Television in the Czech Republic

Television was introduced in Czechoslovakia in 1953. Experimental projects with DVB-T started in 2000. Finally on 21 October 2005, multiplex A (DVB-T) was launched with 3 channels of Česká televize and one of TV Nova and radio channels of Český rozhlas.

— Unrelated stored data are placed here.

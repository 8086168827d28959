use chrono::{DateTime, Datelike, Duration, NaiveDateTime, Utc};
use serde::{Deserialize, Serialize};

use crate::constants::INVALID_DATE;

/// ISO-8601 instant as it appeared in the dataset.
///
/// The raw text is kept so a malformed value can still be carried around
/// and rendered; parsing happens on demand.
#[derive(Debug, Clone, PartialEq, Eq, Hash, Serialize, Deserialize)]
#[serde(transparent)]
pub struct Timestamp(String);

impl Timestamp {
    pub fn new(raw: impl Into<String>) -> Self {
        Self(raw.into())
    }

    pub fn from_datetime(at: DateTime<Utc>) -> Self {
        Self(at.to_rfc3339_opts(chrono::SecondsFormat::Millis, true))
    }

    pub fn as_str(&self) -> &str {
        &self.0
    }

    /// Accepts RFC 3339 and zone-less `YYYY-MM-DDTHH:MM:SS[.fff]` (read as UTC).
    pub fn parse(&self) -> Option<DateTime<Utc>> {
        let raw = self.0.trim();
        if let Ok(at) = DateTime::parse_from_rfc3339(raw) {
            return Some(at.with_timezone(&Utc));
        }
        NaiveDateTime::parse_from_str(raw, "%Y-%m-%dT%H:%M:%S%.f")
            .ok()
            .map(|naive| naive.and_utc())
    }

    /// Milliseconds since the epoch, with unparseable values pinned to 0.
    pub fn sort_key(&self) -> i64 {
        self.parse().map(|at| at.timestamp_millis()).unwrap_or(0)
    }

    /// Full form used in the thread view, e.g. `Mar 4, 2024, 3:07 PM`.
    pub fn display(&self) -> String {
        match self.parse() {
            Some(at) => at.format("%b %-d, %Y, %-I:%M %p").to_string(),
            None => INVALID_DATE.to_string(),
        }
    }

    /// Compact form used in the conversation list.
    pub fn list_label(&self, now: DateTime<Utc>) -> String {
        let Some(at) = self.parse() else {
            return INVALID_DATE.to_string();
        };

        let today = now.date_naive();
        let day = at.date_naive();
        if day == today {
            at.format("%-I:%M %p").to_string()
        } else if Some(day) == today.pred_opt() {
            "Yesterday".to_string()
        } else if day < today && now - at < Duration::days(7) {
            at.weekday().to_string()
        } else {
            at.format("%b %-d").to_string()
        }
    }
}

impl From<DateTime<Utc>> for Timestamp {
    fn from(at: DateTime<Utc>) -> Self {
        Self::from_datetime(at)
    }
}
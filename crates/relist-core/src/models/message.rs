use serde::{Deserialize, Serialize};

use super::Timestamp;

/// Delivery state of a message.
///
/// Only `Sent` and `PendingApproval` are produced in a session. `Approved`
/// and `Rejected` are reserved for a moderation backend that does not exist
/// yet; they deserialize from datasets but nothing transitions into them.
#[derive(Debug, Clone, Copy, PartialEq, Eq, Hash, Serialize, Deserialize, Default)]
#[serde(rename_all = "snake_case")]
pub enum MessageStatus {
    #[default]
    Sent,
    PendingApproval,
    Approved,
    Rejected,
}

impl MessageStatus {
    pub fn is_pending(self) -> bool {
        self == Self::PendingApproval
    }

    /// True for the two reserved moderation outcomes.
    pub fn is_reserved(self) -> bool {
        matches!(self, Self::Approved | Self::Rejected)
    }

    pub fn label(self) -> &'static str {
        match self {
            Self::Sent => "sent",
            Self::PendingApproval => "pending approval",
            Self::Approved => "approved",
            Self::Rejected => "rejected",
        }
    }
}

/// How a composed message enters the thread.
#[derive(Debug, Clone, Copy, PartialEq, Eq)]
pub enum ComposeMode {
    Direct,
    ForApproval,
}

impl ComposeMode {
    pub fn initial_status(self) -> MessageStatus {
        match self {
            Self::Direct => MessageStatus::Sent,
            Self::ForApproval => MessageStatus::PendingApproval,
        }
    }
}

#[derive(Debug, Clone, PartialEq, Eq, Serialize, Deserialize)]
pub struct Message {
    pub sender: String,
    pub content: String,
    pub timestamp: Timestamp,
    #[serde(default)]
    pub read: bool,
    #[serde(default)]
    pub status: MessageStatus,
}

impl Message {
    pub fn is_from(&self, identity: &str) -> bool {
        self.sender == identity
    }

    /// Counts toward the viewer's unread total.
    pub fn is_unread_for(&self, viewer: &str) -> bool {
        !self.is_from(viewer) && !self.read && !self.status.is_pending()
    }
}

On April 12, 2006, six digital terrestrial television licenses were awarded to commercial broadcasters. The receivers of the licenses were: Z1, TV Pohoda, Regionální televizni agentura (RTA), Febio TV, TV Barrandov and Óčko. However, because of delays some projects lost investors and will not start (e.g. Fabio. Pohoda) or were cancelled. Z1 provided a news service in from 2008 to January 2011, when it ceased broadcastig. Óčko delivers a music service. TV Barrandov provides general programming services. It is planned that analogue transmissions will cease in 2012. [1]

Contents

Milestone of digitalization

In September 2008, when multiplex A was available in Prague, Central Bohemian Region, in surrounding areas of Brno, Ostrava, Domažlice and Ústí nad Labem, leave this multiplex with their 4 channels Česká televize. All channels of Česká televize (ČT1, ČT2, ČT24 and ČT4) is now in multiplex 1 (with can be seen in Bohemia (except few exceptions), in surrounding areas of Brno and in Ostrava). Multiplex A transform to multiplex 2 with stations TV Prima, Prima Cool / TV R1, TV Barrandov, TV Nova and Nova Cinema. The cover is very similar as multiplex 1, except southeast part of Bohemie. Multiplex B transform to multiplex 3. Now there are broadcasting "Public TV" (it's commercial station), Z1 and until 31 July 2009 Óčko. In Prague there is broadcasting multiplex 3 on two frequency. On one of this frequency you can see also Noe TV and Prima HDTV. Multiplex 3 covered just Prague, Brno, Ostrava, Plzeň and Ústí nad Labem. This multiplex now had problem to find reliable stations to broadcast. There is also multiplex 4 which is operated by O2, but there is broadcast only ČT1 HD and Nova HDTV and covered is just center of Prague, center of Plzeň, center of Ostrava and center of Brno.

Czech TV Crisis

The "Czech TV crisis" occurred at the end of 2000 and lasted until early 2001 as a battle for control of the airwaves, which included jamming and accusations of censorship. During the Czech TV crisis, Czech TV reporters organized an industrial dispute by staging a sit-in and occupying the news studio, and rejected attempts by Jana Bobošíková, the newly-appointed head of the news department, to fire them. They were supported in their protest by politicians such as the then President Václav Havel and by Czech celebrities, but every time they tried to air their news broadcasts, Jana Bobošíková and Jiří Hodač would jam the transmission either with a "technical fault" screen reading: "An unauthorized signal has entered this transmitter. Broadcasting will resume in a few minutes," or with their own news broadcasts featuring Bobošíková and a team she had hired to "replace" the staff members she had sought to terminate. The Czech TV crisis eventually ended in early 2001, following the departure from Czech TV of Hodač and Bobošíková, under pressure by the street demonstration participants and at the request of the Czech Parliament, which had held an emergency session due to the crisis.

Most-viewed channels

The ATO measures television ratings in the Czech Republic. The channels with most share according to ATO's measurements were:[2]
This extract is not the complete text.